* _Required action_
Repeat every line that appears below, with nothing altered.

(Dataset entries)
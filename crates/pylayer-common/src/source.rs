use crate::error::EngineResult;
use crate::geometry::{Rect, Shape};

/// The outcome of a random-access shape lookup. End-of-data and not-found
/// are ordinary statuses, never errors.
#[derive(Debug, Clone, PartialEq)]
pub enum ShapeLookup {
    Found(Shape),
    /// The backend positioned a row but it carried no usable geometry.
    NotFound,
    /// The backend reported no row for the requested identifier.
    EndOfData,
}

/// The engine-side seam a vector data source implements.
///
/// All operations are synchronous blocking round-trips: the engine's
/// single-threaded rendering pipeline drives one operation at a time and
/// each returns before the next begins.
pub trait VectorSource {
    /// Open the layer. Opening an already open layer succeeds.
    fn open(&mut self) -> EngineResult<()>;

    fn is_open(&self) -> bool;

    /// Run the spatial query for `rect` and reset iteration state.
    fn which_shapes(&mut self, rect: Rect) -> EngineResult<()>;

    /// Produce the next drawable shape, or `None` once the result set is
    /// exhausted. Exhaustion is terminal and idempotent.
    fn next_shape(&mut self) -> EngineResult<Option<Shape>>;

    /// Fetch a single shape by row identifier.
    fn get_shape(&mut self, record: i64) -> EngineResult<ShapeLookup>;

    /// Ask the backend for the layer's item schema and install it.
    fn get_items(&mut self) -> EngineResult<Vec<String>>;

    /// The layer extent; sources that cannot compute one precisely report
    /// an effectively unbounded rectangle.
    fn get_extent(&mut self) -> EngineResult<Rect>;

    /// Synthesize and install a temporal filter expression. Returns false
    /// when the time specification cannot be interpreted.
    fn set_time_filter(&mut self, timestring: &str, timefield: &str) -> EngineResult<bool>;

    /// Close the layer and release per-layer state. Closing a closed layer
    /// is a no-op.
    fn close(&mut self);
}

* _Written response_
filename crates/pylayer-common/src/source.rs
use crate::error::EngineResult;
use crate::geometry::{Rect, Shape};

/// The outcome of a random-access shape lookup. End-of-data and not-found
/// are ordinary statuses, never errors.
#[derive(Debug, Clone, PartialEq)]
pub enum ShapeLookup {
    Found(Shape),
    /// The backend positioned a row but it carried no usable geometry.
    NotFound,
    /// The backend reported no row for the requested identifier.
    EndOfData,
}

/// The engine-side seam a vector data source implements.
///
/// All operations are synchronous blocking round-trips: the engine's
/// single-threaded rendering pipeline drives one operation at a time and
/// each returns before the next begins.
pub trait VectorSource {
    /// Open the layer. Opening an already open layer succeeds.
    fn open(&mut self) -> EngineResult<()>;

    fn is_open(&self) -> bool;

    /// Run the spatial query for `rect` and reset iteration state.
    fn which_shapes(&mut self, rect: Rect) -> EngineResult<()>;

    /// Produce the next drawable shape, or `None` once the result set is
    /// exhausted. Exhaustion is terminal and idempotent.
    fn next_shape(&mut self) -> EngineResult<Option<Shape>>;

    /// Fetch a single shape by row identifier.
    fn get_shape(&mut self, record: i64) -> EngineResult<ShapeLookup>;

    /// Ask the backend for the layer's item schema and install it.
    fn get_items(&mut self) -> EngineResult<Vec<String>>;

    /// The layer extent; sources that cannot compute one precisely report
    /// an effectively unbounded rectangle.
    fn get_extent(&mut self) -> EngineResult<Rect>;

    /// Synthesize and install a temporal filter expression. Returns false
    /// when the time specification cannot be interpreted.
    fn set_time_filter(&mut self, timestring: &str, timefield: &str) -> EngineResult<bool>;

    /// Close the layer and release per-layer state. Closing a closed layer
    /// is a no-op.
    fn close(&mut self);
}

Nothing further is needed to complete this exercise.